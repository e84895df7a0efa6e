// Author: Dustin Pilgrim
// License: MIT

use std::time::Duration;

pub fn format_duration(dur: Duration) -> String {
    let secs = dur.as_secs();

    if secs < 60 {
        format!("{}s", secs)
    } else if secs < 3600 {
        let minutes = secs / 60;
        let seconds = secs % 60;
        format!("{}m {}s", minutes, seconds)
    } else {
        let hours = secs / 3600;
        let minutes = (secs % 3600) / 60;
        format!("{}h {}m", hours, minutes)
    }
}

/// Human phrasing for the warning text ("1 minute", "90 seconds").
pub fn format_window(ms: u64) -> String {
    let secs = ms / 1000;
    if secs >= 60 && secs % 60 == 0 {
        let minutes = secs / 60;
        if minutes == 1 {
            "1 minute".to_string()
        } else {
            format!("{minutes} minutes")
        }
    } else if secs == 1 {
        "1 second".to_string()
    } else {
        format!("{secs} seconds")
    }
}

#[cfg(test)]
mod tests {
    use super::*;

    #[test]
    fn duration_buckets() {
        assert_eq!(format_duration(Duration::from_secs(42)), "42s");
        assert_eq!(format_duration(Duration::from_secs(540)), "9m 0s");
        assert_eq!(format_duration(Duration::from_secs(3720)), "1h 2m");
    }

    #[test]
    fn window_phrasing() {
        assert_eq!(format_window(60_000), "1 minute");
        assert_eq!(format_window(120_000), "2 minutes");
        assert_eq!(format_window(90_000), "90 seconds");
        assert_eq!(format_window(1_000), "1 second");
    }
}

____________

■ Exercise prompt ■
Given the data above, which lines hold the string "seconds"? Return them.

■ Output for this task ■
        let seconds = secs % 60;
        format!("{}m {}s", minutes, seconds)
/// Human phrasing for the warning text ("1 minute", "90 seconds").
        format!("{secs} seconds")
        assert_eq!(format_window(90_000), "90 seconds");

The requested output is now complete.